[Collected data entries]
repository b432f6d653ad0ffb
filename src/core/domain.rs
use serde::{Deserialize, Serialize};
use crate::gateway::GatewayPublisherVia;

// Identifiable defines the lookup key shared by catalog entries
pub trait Identifiable : Sync + Send {
    fn id(&self) -> String;
}


// Configuration abstracts config options for library system
#[derive(Debug, PartialEq, Serialize, Deserialize, Clone)]
pub struct Configuration {
    pub branch_id: String,
    pub page_size: usize,
    pub publisher: GatewayPublisherVia,
    pub available_header: String,
    pub available_empty_message: String,
    pub catalog_header: String,
    pub catalog_empty_message: String,
}

impl Configuration {
    pub fn new(branch_id: &str) -> Self {
        Configuration {
            branch_id: branch_id.to_string(),
            page_size: 100,
            publisher: GatewayPublisherVia::Memory,
            available_header: "Available books:".to_string(),
            available_empty_message: "No books are currently available.".to_string(),
            catalog_header: "Books in the library:".to_string(),
            catalog_empty_message: "The library is empty.".to_string(),
        }
    }

    pub fn with_publisher(mut self, publisher: GatewayPublisherVia) -> Self {
        self.publisher = publisher;
        self
    }

    pub fn with_page_size(mut self, page_size: usize) -> Self {
        // a zero page would never advance the cursor
        self.page_size = page_size.max(1);
        self
    }
}
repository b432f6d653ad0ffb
use serde::{Deserialize, Serialize};

pub mod events;
pub mod factory;
pub mod logs;
pub mod memory;

#[derive(Debug, PartialEq, Eq, Clone, Copy, Serialize, Deserialize, clap::ValueEnum)]
pub enum GatewayPublisherVia {
    // keeps every event in process, in publish order
    Memory,
    // writes every event to the tracing subscriber
    Logs,
}
use async_trait::async_trait;
use crate::core::library::LibraryError;

#[derive(Debug)]
pub enum CommandError {
    NotFound {
        message: String,
    },
    Unavailable {
        message: String,
        reason_code: Option<String>,
        retryable: bool,
    },
    InvalidEntity {
        message: String,
    },
    Runtime {
        message: String,
        reason_code: Option<String>,
        retryable: bool,
    },
    Serialization {
        message: String,
    },
    Validation {
        message: String,
        reason_code: Option<String>,
    },
}

#[async_trait]
pub trait Command<Request, Response> {
    async fn execute(&self, req: Request) -> Result<Response, CommandError>;
}

impl From<LibraryError> for CommandError {
    fn from(other: LibraryError) -> Self {
        match other {
            LibraryError::NotFound { message } => {
                CommandError::NotFound { message }
            }
            LibraryError::CurrentlyUnavailable { message, reason_code, retryable } => {
                CommandError::Unavailable { message, reason_code, retryable }
            }
            LibraryError::InvalidEntity { message } => {
                CommandError::InvalidEntity { message }
            }
            LibraryError::Validation { message, reason_code } => {
                CommandError::Validation { message, reason_code }
            }
            LibraryError::Serialization { message } => {
                CommandError::Serialization { message }
            }
            LibraryError::Runtime { message, reason_code } => {
                CommandError::Runtime { message, reason_code, retryable: false }
            }
        }
    }
}
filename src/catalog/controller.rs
use serde::Serialize;
use serde_json::{json, Value};
use crate::books::dto::BookDto;
use crate::catalog::command::add_book_cmd::{AddBookCommand, AddBookCommandRequest};
use crate::catalog::command::checkout_book_cmd::{CheckoutBookCommand, CheckoutBookCommandRequest};
use crate::catalog::command::get_book_cmd::{GetBookCommand, GetBookCommandRequest};
use crate::catalog::command::list_books_cmd::{ListBooksCommand, ListBooksCommandRequest};
use crate::catalog::command::return_book_cmd::{ReturnBookCommand, ReturnBookCommandRequest};
use crate::core::command::{Command, CommandError};
use crate::core::controller::{AppState, json_to_server_error, ResponseStatus, ServerError};

fn to_json<T: Serialize>(res: &T) -> Result<Value, ServerError> {
    serde_json::to_value(res).map_err(json_to_server_error)
}

// Dispatches one request object on its "op" field, e.g. {"op": "checkout", "title": "1984"}.
pub async fn handle_request(state: &AppState, json: Value) -> Result<Value, ServerError> {
    let op = json.get("op").and_then(Value::as_str).map(str::to_string)
        .ok_or_else(|| (ResponseStatus::BadRequest, "request has no op".to_string()))?;
    match op.as_str() {
        "add" => {
            let book = BookDto::try_from(json).map_err(CommandError::from)?;
            let res = AddBookCommand::new(state.catalog.clone()).execute(AddBookCommandRequest::new(book)).await?;
            to_json(&res)
        }
        "find" => {
            let req: GetBookCommandRequest = serde_json::from_value(json).map_err(json_to_server_error)?;
            let res = GetBookCommand::new(state.catalog.clone()).execute(req).await?;
            to_json(&res)
        }
        "checkout" => {
            let req: CheckoutBookCommandRequest = serde_json::from_value(json).map_err(json_to_server_error)?;
            let res = CheckoutBookCommand::new(state.catalog.clone()).execute(req).await?;
            to_json(&res)
        }
        "return" => {
            let req: ReturnBookCommandRequest = serde_json::from_value(json).map_err(json_to_server_error)?;
            let res = ReturnBookCommand::new(state.catalog.clone()).execute(req).await?;
            to_json(&res)
        }
        "list" => {
            let req: ListBooksCommandRequest = serde_json::from_value(json).map_err(json_to_server_error)?;
            let res = ListBooksCommand::new(&state.config, state.catalog.clone()).execute(req).await?;
            to_json(&res)
        }
        "count" => {
            let count = state.catalog.count().await.map_err(CommandError::from)?;
            Ok(json!({ "count": count }))
        }
        other => {
            Err((ResponseStatus::BadRequest, format!("unsupported op {}", other)))
        }
    }
}

// Handles one line of the shell protocol and always answers with one JSON line.
pub async fn handle_line(state: &AppState, line: &str) -> String {
    let res = match serde_json::from_str::<Value>(line) {
        Ok(json) => handle_request(state, json).await,
        Err(err) => Err(json_to_server_error(err)),
    };
    match res {
        Ok(value) => value.to_string(),
        Err((status, message)) => {
            tracing::warn!(status = %status, message = message.as_str(), "request failed");
            json!({ "status": status, "error": message }).to_string()
        }
    }
}
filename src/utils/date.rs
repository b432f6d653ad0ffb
pub const DATE_FMT: &str = "%Y-%m-%dT%H:%M:%S%.f";

pub mod serializer {
    use chrono::NaiveDateTime;
    use serde::{Deserialize, Deserializer, Serialize, Serializer};
    use serde::de::Error;
    use crate::utils::date::DATE_FMT;

    pub fn serialize<S: Serializer>(time: &NaiveDateTime, serializer: S) -> Result<S::Ok, S::Error> {
        time_to_json(*time).serialize(serializer)
    }

    pub fn deserialize<'de, D: Deserializer<'de>>(deserializer: D) -> Result<NaiveDateTime, D::Error> {
        let str_time: String = Deserialize::deserialize(deserializer)?;
        let time = NaiveDateTime::parse_from_str(&str_time, DATE_FMT).map_err(D::Error::custom)?;
        Ok(time)
    }

    fn time_to_json(t: NaiveDateTime) -> String {
        t.format(DATE_FMT).to_string()
    }
}
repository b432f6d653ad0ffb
use std::sync::Arc;
use async_trait::async_trait;
use serde::Serialize;
use crate::books::dto::BookDto;
use crate::catalog::domain::CatalogService;
use crate::core::command::{Command, CommandError};

pub struct AddBookCommand {
    catalog_service: Arc<dyn CatalogService>,
}

impl AddBookCommand {
    pub fn new(catalog_service: Arc<dyn CatalogService>) -> Self {
        Self {
            catalog_service,
        }
    }
}

#[derive(Debug)]
pub struct AddBookCommandRequest {
    pub book: BookDto,
}

impl AddBookCommandRequest {
    pub fn new(book: BookDto) -> Self {
        Self {
            book,
        }
    }
}


#[derive(Debug, Serialize)]
pub struct AddBookCommandResponse {
    pub book: BookDto,
}

impl AddBookCommandResponse {
    pub fn new(book: BookDto) -> Self {
        Self {
            book,
        }
    }
}

#[async_trait]
impl Command<AddBookCommandRequest, AddBookCommandResponse> for AddBookCommand {
    async fn execute(&self, req: AddBookCommandRequest) -> Result<AddBookCommandResponse, CommandError> {
        self.catalog_service.add_book(&req.book).await.map_err(CommandError::from).map(AddBookCommandResponse::new)
    }
}
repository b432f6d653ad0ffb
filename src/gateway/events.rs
use async_trait::async_trait;
use crate::core::events::DomainEvent;
use crate::core::library::LibraryError;

#[async_trait]
pub trait EventPublisher: Sync + Send {
    async fn publish(&self, event: &DomainEvent) -> Result<(), LibraryError>;
}
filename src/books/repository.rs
pub mod memory_book_repository;

use async_trait::async_trait;
use crate::books::domain::model::BookEntity;
use crate::core::library::{BookStatus, LibraryResult};
use crate::core::repository::Repository;


#[async_trait]
pub trait BookRepository: Repository<BookEntity> {
    // moves the first entry with the title that is in `from` state into `to` state,
    // as a single step that no other caller can interleave with.
    async fn transition(&self, title: &str, from: BookStatus, to: BookStatus) -> LibraryResult<BookEntity>;

    // moves an entry equal to `book` into `to` state, undoing a transition that returned `book`.
    async fn revert(&self, book: &BookEntity, to: BookStatus) -> LibraryResult<BookEntity>;
}
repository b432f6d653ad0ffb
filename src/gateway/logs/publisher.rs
use async_trait::async_trait;
use crate::core::events::DomainEvent;
use crate::core::library::LibraryError;
use crate::gateway::events::EventPublisher;

// LogPublisher forwards events to the tracing subscriber as structured records.
#[derive(Debug)]
pub struct LogPublisher {
    source: String,
}

impl LogPublisher {
    pub fn new(source: &str) -> Self {
        Self {
            source: source.to_string(),
        }
    }
}

#[async_trait]
impl EventPublisher for LogPublisher {
    async fn publish(&self, event: &DomainEvent) -> Result<(), LibraryError> {
        let json = serde_json::to_string(event)?;
        tracing::info!(source = self.source.as_str(), event_id = event.event_id.as_str(),
            name = event.name.as_str(), key = event.key.as_str(), event = json.as_str(), "domain event");
        Ok(())
    }
}


#[cfg(test)]
mod tests {
    use std::collections::HashMap;
    use crate::core::events::DomainEvent;
    use crate::gateway::events::EventPublisher;
    use crate::gateway::logs::publisher::LogPublisher;

    #[tokio::test]
    async fn test_should_publish_to_logs() {
        let data = HashMap::from([("a", 1), ("b", 2)]);
        let event = DomainEvent::updated("book_returned", "catalog", "key", &HashMap::new(), &data).expect("build event");
        let publisher = LogPublisher::new("test");
        let _ = publisher.publish(&event).await.expect("should publish");
        let _ = publisher.publish(&event).await.expect("should publish again");
    }
}
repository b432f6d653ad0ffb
use std::sync::Arc;
use crate::gateway::events::EventPublisher;
use crate::gateway::GatewayPublisherVia;
use crate::gateway::logs::publisher::LogPublisher;
use crate::gateway::memory::publisher::MemoryPublisher;

pub fn create_publisher(via: GatewayPublisherVia) -> Arc<dyn EventPublisher> {
    match via {
        GatewayPublisherVia::Memory => {
            Arc::new(MemoryPublisher::new())
        }
        GatewayPublisherVia::Logs => {
            Arc::new(LogPublisher::new("lms"))
        }
    }
}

Your goal:
Filter the preceding entries down to the lines with "ResponseStatus".

Task result:
use crate::core::controller::{AppState, json_to_server_error, ResponseStatus, ServerError};
        .ok_or_else(|| (ResponseStatus::BadRequest, "request has no op".to_string()))?;
            Err((ResponseStatus::BadRequest, format!("unsupported op {}", other)))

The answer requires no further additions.